Ms. Kennedy could never forgive Wolfe for his arguably cruel and hilarious 1970 article “Radical Chic: That Party at Lenny’s” about Leonard and Felicia Bernstein’s fundraiser for the Black Panthers at their Park Avenue pad. The book that came out a year or two later was called Radical Chic & Mau-Mauing the Flak Catchers. “Right after that, Leonard shut down politically,” she recalled. “It was devastating to him and Felicia. That was so humiliating and degrading so he lost me, and I never read another thing [by Wolfe]. I wouldn’t have had kind things to say.”
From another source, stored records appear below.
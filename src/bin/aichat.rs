//! Command-line shell over the secretary.
//!
//! One instruction per line. Append ` || <feedback>` to pass feedback on an earlier answer,
//! e.g. `discuss sorting large files || rating: 3/5`. `create file <name> <content>` and
//! `read file <name>` work on `data/scripts/` directly and take the rest of the line verbatim. `exit` or end of input quits.

use std::io::{self, BufRead, Write};
use std::process::ExitCode;

use aichat::commands::Passthrough;
use aichat::config::AiChatConfig;
use aichat::SecretaryCoordinator;

const FEEDBACK_SEPARATOR: &str = " || ";

/// Separate `<instruction> || <feedback>`. Passthrough commands carry no feedback, so their
/// content keeps any `||` it contains.
fn split_feedback(line: &str) -> (&str, Option<&str>) {
    let line = line.trim_end_matches(['\n', '\r']);
    if Passthrough::parse(line.trim_start()).is_some() {
        return (line.trim_start(), None);
    }
    match line.split_once(FEEDBACK_SEPARATOR) {
        Some((instruction, feedback)) if !feedback.trim().is_empty() => {
            (instruction.trim(), Some(feedback.trim()))
        }
        Some((instruction, _)) => (instruction.trim(), None),
        None => (line.trim(), None),
    }
}

#[tokio::main]
async fn main() -> ExitCode {
    aichat::init_logger();

    let config = match AiChatConfig::from_env() {
        Ok(config) => config,
        Err(e) => {
            eprintln!("{}", e);
            eprintln!("Set XAI_API_KEY (secretary) and OPENAI_API_KEY (discussion group).");
            return ExitCode::FAILURE;
        }
    };
    let secretary = match SecretaryCoordinator::from_config(&config) {
        Ok(secretary) => secretary,
        Err(e) => {
            eprintln!("{}", e);
            return ExitCode::FAILURE;
        }
    };

    println!("=== aichat ===");
    println!(
        "Secretary: {} | discussion group: {}",
        secretary.planner().model_name(),
        secretary
            .orchestrator()
            .list_agents()
            .iter()
            .map(|agent| agent.name.as_str())
            .collect::<Vec<_>>()
            .join(", ")
    );
    println!("Type an instruction (optionally `<instruction> || <feedback>`), or `exit`.");

    let stdin = io::stdin();
    loop {
        print!("\n> ");
        let _ = io::stdout().flush();

        let mut line = String::new();
        match stdin.lock().read_line(&mut line) {
            Ok(0) => break,
            Ok(_) => {}
            Err(e) => {
                eprintln!("Could not read input: {}", e);
                return ExitCode::FAILURE;
            }
        }

        let (instruction, feedback) = split_feedback(&line);
        if instruction.eq_ignore_ascii_case("exit") || instruction.eq_ignore_ascii_case("quit") {
            break;
        }
        if instruction.is_empty() {
            continue;
        }

        match secretary.handle(instruction, feedback).await {
            Ok(result) => println!("{}", result.result_text),
            Err(e) => eprintln!("Error: {}", e),
        }
    }

    ExitCode::SUCCESS
}
//! Bounded-time execution of generated scripts.
//!
//! [`ScriptRunner`] picks an interpreter from the file extension (`python3` for `.py`, `bash`
//! for `.sh`), runs the script as a child process with stdout and stderr captured, and kills
//! it, along with every process it started, when the wall-clock limit expires. A script that
//! runs and exits non-zero is not an error: it comes back as an [`ExecutionReport`] with a
//! non-zero `exit_code`.
//!
//! ```rust,no_run
//! use aichat::tools::code_runner::{CodeRunner, ScriptRunner};
//! use std::path::Path;
//! use std::time::Duration;
//!
//! # async {
//! let runner = ScriptRunner::new().with_timeout(Duration::from_secs(5));
//! let outcome = runner.run(Path::new("data/scripts/solution.py")).await;
//! println!("{}", aichat::tools::code_runner::render_outcome(&outcome));
//! # };
//! ```

use async_trait::async_trait;
use std::error::Error;
use std::fmt;
use std::path::Path;
use std::process::Stdio;
use std::time::{Duration, Instant};

/// Hard wall-clock limit for one script run.
pub const DEFAULT_EXECUTION_TIMEOUT: Duration = Duration::from_secs(10);

/// Output of a script that ran to completion.
#[derive(Debug, Clone, PartialEq, Eq)]
pub struct ExecutionReport {
    pub stdout: String,
    pub stderr: String,
    /// `-1` when the process was ended by a signal.
    pub exit_code: i32,
    pub duration_ms: u64,
}

impl ExecutionReport {
    pub fn success(&self) -> bool {
        self.exit_code == 0
    }

    pub fn render(&self) -> String {
        if self.success() {
            format!("Run succeeded:\n{}", self.stdout)
        } else {
            format!("Run failed:\n{}", self.stderr)
        }
    }
}

#[derive(Debug, Clone, PartialEq, Eq)]
pub enum ExecutionError {
    /// The script was killed after running past the limit.
    Timeout(Duration),
    /// No interpreter is configured for this file type.
    Unsupported(String),
    /// The interpreter could not be started.
    Launch(String),
    NotFound(String),
}

impl fmt::Display for ExecutionError {
    fn fmt(&self, f: &mut fmt::Formatter<'_>) -> fmt::Result {
        match self {
            ExecutionError::Timeout(_) => write!(f, "execution timed out"),
            ExecutionError::Unsupported(ext) => {
                write!(f, "no interpreter for '{}' files, not executed", ext)
            }
            ExecutionError::Launch(msg) => write!(f, "execution error: {}", msg),
            ExecutionError::NotFound(path) => write!(f, "file not found: {}", path),
        }
    }
}

impl Error for ExecutionError {}

/// The text a run contributes to a result: the report, or the error sentence.
pub fn render_outcome(outcome: &Result<ExecutionReport, ExecutionError>) -> String {
    match outcome {
        Ok(report) => report.render(),
        Err(e) => e.to_string(),
    }
}

#[async_trait]
pub trait CodeRunner: Send + Sync {
    async fn run(&self, script: &Path) -> Result<ExecutionReport, ExecutionError>;
}

pub struct ScriptRunner {
    timeout: Duration,
    python: String,
    shell: String,
}

impl Default for ScriptRunner {
    fn default() -> Self {
        Self::new()
    }
}

impl ScriptRunner {
    pub fn new() -> Self {
        Self {
            timeout: DEFAULT_EXECUTION_TIMEOUT,
            python: "python3".to_string(),
            shell: "bash".to_string(),
        }
    }

    pub fn with_timeout(mut self, timeout: Duration) -> Self {
        self.timeout = timeout;
        self
    }

    /// Override the Python interpreter (e.g. a virtualenv's `python`).
    pub fn with_python(mut self, interpreter: impl Into<String>) -> Self {
        self.python = interpreter.into();
        self
    }

    pub fn timeout(&self) -> Duration {
        self.timeout
    }

    fn interpreter_for(&self, script: &Path) -> Result<&str, ExecutionError> {
        let ext = script
            .extension()
            .map(|e| e.to_string_lossy().to_lowercase())
            .unwrap_or_default();
        match ext.as_str() {
            "py" => Ok(self.python.as_str()),
            "sh" => Ok(self.shell.as_str()),
            other => Err(ExecutionError::Unsupported(format!(".{}", other))),
        }
    }
}

#[async_trait]
impl CodeRunner for ScriptRunner {
    async fn run(&self, script: &Path) -> Result<ExecutionReport, ExecutionError> {
        if !script.is_file() {
            return Err(ExecutionError::NotFound(script.display().to_string()));
        }
        let interpreter = self.interpreter_for(script)?;

        let started = Instant::now();
        let mut command = tokio::process::Command::new(interpreter);
        command
            .arg(script)
            .stdin(Stdio::null())
            .stdout(Stdio::piped())
            .stderr(Stdio::piped())
            .kill_on_drop(true);
        // Own process group, so a timeout also reaches whatever the script started.
        #[cfg(unix)]
        {
            use std::os::unix::process::CommandExt;
            command.as_std_mut().process_group(0);
        }

        let child = command.spawn().map_err(|e| {
            log::warn!("could not launch {} for {}: {}", interpreter, script.display(), e);
            ExecutionError::Launch(e.to_string())
        })?;
        let pid = child.id();

        let output = match tokio::time::timeout(self.timeout, child.wait_with_output()).await {
            Ok(Ok(output)) => output,
            Ok(Err(e)) => {
                log::warn!("lost track of {}: {}", script.display(), e);
                kill_process_group(pid);
                return Err(ExecutionError::Launch(e.to_string()));
            }
            Err(_) => {
                // The interpreter itself went with the dropped child; this takes its descendants.
                kill_process_group(pid);
                log::warn!(
                    "{} exceeded {:.1}s and was killed",
                    script.display(),
                    self.timeout.as_secs_f64()
                );
                return Err(ExecutionError::Timeout(self.timeout));
            }
        };

        let report = ExecutionReport {
            stdout: String::from_utf8_lossy(&output.stdout).to_string(),
            stderr: String::from_utf8_lossy(&output.stderr).to_string(),
            exit_code: output.status.code().unwrap_or(-1),
            duration_ms: started.elapsed().as_millis() as u64,
        };
        log::info!(
            "ran {} with {}: exit {} in {}ms",
            script.display(),
            interpreter,
            report.exit_code,
            report.duration_ms
        );
        Ok(report)
    }
}

/// SIGKILL every process in the group led by `pid`.
#[cfg(unix)]
fn kill_process_group(pid: Option<u32>) {
    let Some(pid) = pid else {
        return;
    };
    let Ok(pgid) = libc::pid_t::try_from(pid) else {
        return;
    };
    // SAFETY: killpg takes plain integers and touches no memory of ours.
    let rc = unsafe { libc::killpg(pgid, libc::SIGKILL) };
    if rc != 0 {
        // ESRCH: the whole group had already exited.
        log::debug!(
            "killpg({}) failed: {}",
            pgid,
            std::io::Error::last_os_error()
        );
    }
}

#[cfg(not(unix))]
fn kill_process_group(_pid: Option<u32>) {}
Felicia Montealegre, Leonard Bernstein, and Don Cox, Field Marshal of the Black Panther Party, in the Bernsteins’ penthouse on Park Avenue in Manhattan, January 14, 1970. Photo by Steve Salmieri

Years later she approached Bernstein about another cause: “Because we were friends, I said, ‘Leonard, I’m going to Nicaragua.” She wanted to help the children of the Sandinistas who had lost limbs and a carpenter who needed money to make wooden limbs. “But Leonard said, ‘I can’t be connected because I can’t let this happen to me again.’ So he said, ‘I’ll give you a lot of money and take it and you go do it, and he gave bags of cash. And we took it to them and they made limbs for so many children. After he died I told the Sandinistas who did this. And Leonard never would take any credit for anything.”

Wilbur Ross.

Next I approached Wilbur Ross. I knew that he helped Wolfe with research on A Man in Full and he confirmed it.

WR: The book had a section in it about bankruptcies, and he would call me every other day because that’s what I used to do, bankruptcy. And then, that year, as a reward, he gave me a surprise birthday party at his house in Southampton.

GG: I remember the bankruptcy scene. Don’t they really call them on the carpet and it’s kind of a humiliating experience? [the term Wolfe used was “a workout” session]

WR: Well, yes … I thought [the film] was brilliant, brilliant and he would have loved it, even the political part and everything else.

Dixon Boardman and Karl Wellner.

Dixon Boardman was at the bar, too.

DB: I knew Tom and I had him speak at an investments conference that I had on hedge funds, and he was very sarcastic and wonderful about it. Yes, he came into my office actually and spent a day in there to learn about hedge funds. I read all his books, and I LOVED the movie. I thought it was wonderful.

Photographer Mary Hilliard was sitting nearby. She called Radical Wolfe “enthralling and beautiful. Of course it makes me want to read all the books again but I don’t know when I’m ever going to have time to do that.”

Next to her was Christine Pressman, who had mixed feelings about the doc: “I started really liking him and then I kind of didn’t like him a little bit. I understand his need to cut people to the quick. That was interesting, the whole insider/outside thing, but I think as he aged he didn’t get mellow, he got more vengeful. Everyone’s mortal. So when he had his heart attack, it kind of made him realize, ’Oh, I’m mortal, I’m not above everybody that I’m attacking.’”

Ms. Pressman didn’t buy Wolfe’s nice, humble southern gentleman persona: “I don’t believe it. But what’s interesting is he couldn’t change with the times. Nobody can read 700 pages. I don’t even think I could read 700 pages on myself.”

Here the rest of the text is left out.